Produce a copy of every line in the records that holds the string "NameDesc".

• Exercise materials:
══════════

//! Local Filter/Sort Engine
//!
//! Pure derivation of the displayed rows from the raw collection and the
//! filter/sort controls. Same inputs always give the same output.

use chrono::{DateTime, NaiveDate, NaiveDateTime};
use std::cmp::Ordering;
use std::collections::BTreeMap;

/// Accessors the engine needs from a row
pub trait Filterable {
    /// String value of a named field, `None` when absent
    fn field(&self, name: &str) -> Option<&str>;

    /// Key for the name sorts
    fn sort_name(&self) -> &str;

    /// Key for the date sorts, milliseconds since the epoch
    fn sort_time(&self) -> Option<i64>;
}

/// Value of one categorical filter
#[derive(Debug, Clone, PartialEq, Eq, Default)]
pub enum FilterValue {
    /// No constraint for this key
    #[default]
    Any,
    /// Field must equal this value exactly
    Exact(String),
}

impl FilterValue {
    /// Option value the select controls use for "all"
    pub const ANY_OPTION: &'static str = "";

    /// Map a select control value; the empty option means no constraint.
    pub fn from_option(value: &str) -> Self {
        if value == Self::ANY_OPTION {
            FilterValue::Any
        } else {
            FilterValue::Exact(value.to_string())
        }
    }

    pub fn as_option(&self) -> &str {
        match self {
            FilterValue::Any => Self::ANY_OPTION,
            FilterValue::Exact(v) => v,
        }
    }

    fn accepts(&self, value: Option<&str>) -> bool {
        match self {
            FilterValue::Any => true,
            FilterValue::Exact(expected) => value == Some(expected.as_str()),
        }
    }
}

/// Search text plus categorical filters
#[derive(Debug, Clone, Default, PartialEq, Eq)]
pub struct FilterCriteria {
    search: String,
    search_fields: Vec<String>,
    filters: BTreeMap<String, FilterValue>,
}

impl FilterCriteria {
    /// Criteria searching over `search_fields`
    pub fn new(search_fields: &[&str]) -> Self {
        Self {
            search_fields: search_fields.iter().map(|f| f.to_string()).collect(),
            ..Self::default()
        }
    }

    pub fn with_search(mut self, query: impl Into<String>) -> Self {
        self.search = query.into();
        self
    }

    pub fn with_filter(mut self, key: impl Into<String>, value: FilterValue) -> Self {
        self.set_filter(key, value);
        self
    }

    pub fn set_search(&mut self, query: impl Into<String>) {
        self.search = query.into();
    }

    pub fn search(&self) -> &str {
        &self.search
    }

    pub fn set_filter(&mut self, key: impl Into<String>, value: FilterValue) {
        match value {
            FilterValue::Any => {
                self.filters.remove(&key.into());
            }
            exact => {
                self.filters.insert(key.into(), exact);
            }
        }
    }

    pub fn filter(&self, key: &str) -> &FilterValue {
        static ANY: FilterValue = FilterValue::Any;
        self.filters.get(key).unwrap_or(&ANY)
    }

    /// True if `row` passes the search and every categorical filter.
    pub fn matches<T: Filterable>(&self, row: &T) -> bool {
        self.matches_search(row)
            && self
                .filters
                .iter()
                .all(|(key, value)| value.accepts(row.field(key)))
    }

    fn matches_search<T: Filterable>(&self, row: &T) -> bool {
        let query = self.search.trim().to_lowercase();
        if query.is_empty() {
            return true;
        }
        self.search_fields.iter().any(|name| {
            row.field(name)
                .map(|value| value.to_lowercase().contains(&query))
                .unwrap_or(false)
        })
    }
}

/// Sort options offered by list pages
#[derive(Debug, Clone, Copy, PartialEq, Eq, Hash, Default)]
pub enum SortSpec {
    #[default]
    Newest,
    Oldest,
    NameAsc,
    NameDesc,
}

impl SortSpec {
    pub const ALL: [SortSpec; 4] = [SortSpec::Newest, SortSpec::Oldest, SortSpec::NameAsc, SortSpec::NameDesc];

    pub fn as_str(&self) -> &'static str {
        match self {
            SortSpec::Newest => "newest",
            SortSpec::Oldest => "oldest",
            SortSpec::NameAsc => "name_asc",
            SortSpec::NameDesc => "name_desc",
        }
    }

    pub fn parse(value: &str) -> Option<Self> {
        Self::ALL.into_iter().find(|spec| spec.as_str() == value)
    }

    /// Total order over two rows; equal keys compare `Equal`.
    pub fn compare<T: Filterable>(&self, a: &T, b: &T) -> Ordering {
        match self {
            SortSpec::Newest => b.sort_time().cmp(&a.sort_time()),
            SortSpec::Oldest => a.sort_time().cmp(&b.sort_time()),
            SortSpec::NameAsc => compare_names(a.sort_name(), b.sort_name()),
            SortSpec::NameDesc => compare_names(b.sort_name(), a.sort_name()),
        }
    }
}

fn compare_names(a: &str, b: &str) -> Ordering {
    a.to_lowercase()
        .cmp(&b.to_lowercase())
        .then_with(|| a.cmp(b))
}

/// Displayed rows: matching items in sort order, ties kept in input order.
pub fn derive<T: Filterable + Clone>(items: &[T], criteria: &FilterCriteria, sort: SortSpec) -> Vec<T> {
    let mut rows: Vec<T> = items.iter().filter(|row| criteria.matches(*row)).cloned().collect();
    rows.sort_by(|a, b| sort.compare(a, b));
    rows
}

/// Parse a backend timestamp into epoch milliseconds.
///
/// Accepts RFC 3339, zone-less ISO date-times (read as UTC) and plain dates.
pub fn parse_timestamp(value: &str) -> Option<i64> {
    let value = value.trim();
    if let Ok(dt) = DateTime::parse_from_rfc3339(value) {
        return Some(dt.timestamp_millis());
    }
    for format in ["%Y-%m-%dT%H:%M:%S%.f", "%Y-%m-%d %H:%M:%S%.f"] {
        if let Ok(dt) = NaiveDateTime::parse_from_str(value, format) {
            return Some(dt.and_utc().timestamp_millis());
        }
    }
    NaiveDate::parse_from_str(value, "%Y-%m-%d")
        .ok()
        .and_then(|d| d.and_hms_opt(0, 0, 0))
        .map(|dt| dt.and_utc().timestamp_millis())
}

#[cfg(test)]
mod tests {
    use super::*;
    use crate::testing::Row;

    fn rows() -> Vec<Row> {
        vec![
            Row::new("1", "Smart Farming").status("PENDING").code("PRJ-001").created("2024-03-01T08:00:00"),
            Row::new("2", "Cyber Range").status("APPROVED").code("PRJ-002").created("2024-01-15T08:00:00"),
            Row::new("3", "big data lab").status("PENDING").code("PRJ-003").created("2024-02-10"),
            Row::new("4", "GIS Mapper").status("REJECTED").code("GIS-004"),
        ]
    }

    fn ids(rows: &[Row]) -> Vec<&str> {
        rows.iter().map(|r| r.id.as_str()).collect()
    }

    #[test]
    fn test_status_filter_scenario() {
        let items = vec![Row::new("1", "A").status("PENDING"), Row::new("2", "B").status("APPROVED")];
        let criteria = FilterCriteria::new(&["name"]).with_filter("status", FilterValue::Exact("PENDING".into()));
        let out = derive(&items, &criteria, SortSpec::Newest);
        assert_eq!(ids(&out), ["1"]);
    }

    #[test]
    fn test_result_is_subset_satisfying_predicate() {
        let items = rows();
        let criteria = FilterCriteria::new(&["name", "code"])
            .with_search("a")
            .with_filter("status", FilterValue::Exact("PENDING".into()));
        let out = derive(&items, &criteria, SortSpec::NameAsc);
        assert!(!out.is_empty());
        for row in &out {
            assert!(items.contains(row));
            assert!(criteria.matches(row));
            assert_eq!(row.status, "PENDING");
        }
    }

    #[test]
    fn test_search_is_case_insensitive_over_any_field() {
        let items = rows();
        let by_name = FilterCriteria::new(&["name", "code"]).with_search("BIG DATA");
        assert_eq!(ids(&derive(&items, &by_name, SortSpec::NameAsc)), ["3"]);

        let by_code = FilterCriteria::new(&["name", "code"]).with_search("gis-");
        assert_eq!(ids(&derive(&items, &by_code, SortSpec::NameAsc)), ["4"]);

        let not_configured = FilterCriteria::new(&["name"]).with_search("prj-002");
        assert!(derive(&items, &not_configured, SortSpec::NameAsc).is_empty());
    }

    #[test]
    fn test_empty_search_and_any_filter_match_everything() {
        let items = rows();
        let criteria = FilterCriteria::new(&["name"])
            .with_search("   ")
            .with_filter("status", FilterValue::Any);
        assert_eq!(derive(&items, &criteria, SortSpec::Oldest).len(), items.len());
    }

    #[test]
    fn test_any_option_never_collides_with_a_category() {
        assert_eq!(FilterValue::from_option(""), FilterValue::Any);
        assert_eq!(FilterValue::from_option("ALL"), FilterValue::Exact("ALL".into()));
        let items = vec![Row::new("1", "A").status("ALL"), Row::new("2", "B").status("PENDING")];
        let criteria = FilterCriteria::new(&[]).with_filter("status", FilterValue::from_option("ALL"));
        assert_eq!(ids(&derive(&items, &criteria, SortSpec::Newest)), ["1"]);
    }

    #[test]
    fn test_missing_field_fails_active_filter() {
        let items = vec![Row::new("1", "A")];
        let criteria = FilterCriteria::new(&[]).with_filter("division", FilterValue::Exact("GIS".into()));
        assert!(derive(&items, &criteria, SortSpec::Newest).is_empty());
    }

    #[test]
    fn test_setting_any_removes_constraint() {
        let mut criteria = FilterCriteria::new(&[]).with_filter("status", FilterValue::Exact("X".into()));
        criteria.set_filter("status", FilterValue::Any);
        assert_eq!(criteria, FilterCriteria::new(&[]));
        assert_eq!(criteria.filter("status"), &FilterValue::Any);
    }

    #[test]
    fn test_derive_is_deterministic() {
        let items = rows();
        let criteria = FilterCriteria::new(&["name"]).with_search("a");
        let first = derive(&items, &criteria, SortSpec::Newest);
        let _ = derive(&items, &FilterCriteria::default(), SortSpec::NameDesc);
        let second = derive(&items, &criteria, SortSpec::Newest);
        assert_eq!(first, second);
    }

    #[test]
    fn test_name_desc_reverses_name_asc() {
        let items = rows();
        let criteria = FilterCriteria::default();
        let asc = derive(&items, &criteria, SortSpec::NameAsc);
        let mut desc = derive(&items, &criteria, SortSpec::NameDesc);
        desc.reverse();
        assert_eq!(asc, desc);
        assert_eq!(ids(&asc), ["3", "2", "4", "1"]);
    }

    #[test]
    fn test_names_differing_only_in_case_are_totally_ordered() {
        let items = vec![Row::new("1", "alpha"), Row::new("2", "Alpha")];
        let asc = derive(&items, &FilterCriteria::default(), SortSpec::NameAsc);
        let mut desc = derive(&items, &FilterCriteria::default(), SortSpec::NameDesc);
        desc.reverse();
        assert_eq!(asc, desc);
    }

    #[test]
    fn test_date_sorts_put_undated_rows_last_for_newest() {
        let items = rows();
        let newest = derive(&items, &FilterCriteria::default(), SortSpec::Newest);
        assert_eq!(ids(&newest), ["1", "3", "2", "4"]);
        let oldest = derive(&items, &FilterCriteria::default(), SortSpec::Oldest);
        assert_eq!(ids(&oldest), ["4", "2", "3", "1"]);
    }

    #[test]
    fn test_ties_keep_input_order() {
        let items = vec![
            Row::new("a", "Same").created("2024-01-01"),
            Row::new("b", "Other").created("2024-01-01"),
            Row::new("c", "Third").created("2024-01-01"),
        ];
        let out = derive(&items, &FilterCriteria::default(), SortSpec::Newest);
        assert_eq!(ids(&out), ["a", "b", "c"]);
    }

    #[test]
    fn test_sort_spec_round_trips_option_values() {
        for spec in SortSpec::ALL {
            assert_eq!(SortSpec::parse(spec.as_str()), Some(spec));
        }
        assert_eq!(SortSpec::parse("bogus"), None);
    }

    #[test]
    fn test_parse_timestamp_formats() {
        let day = parse_timestamp("2024-02-10").unwrap();
        assert_eq!(parse_timestamp("2024-02-10T00:00:00"), Some(day));
        assert_eq!(parse_timestamp("2024-02-10T00:00:00.000"), Some(day));
        assert_eq!(parse_timestamp("2024-02-10T07:00:00+07:00"), Some(day));
        assert_eq!(parse_timestamp("2024-02-10 00:00:00"), Some(day));
        assert_eq!(parse_timestamp("yesterday"), None);
    }
}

══════════

• Output of the exercise:
    NameDesc,
    pub const ALL: [SortSpec; 4] = [SortSpec::Newest, SortSpec::Oldest, SortSpec::NameAsc, SortSpec::NameDesc];
            SortSpec::NameDesc => "name_desc",
            SortSpec::NameDesc => compare_names(b.sort_name(), a.sort_name()),
        let _ = derive(&items, &FilterCriteria::default(), SortSpec::NameDesc);
        let mut desc = derive(&items, &criteria, SortSpec::NameDesc);
        let mut desc = derive(&items, &FilterCriteria::default(), SortSpec::NameDesc);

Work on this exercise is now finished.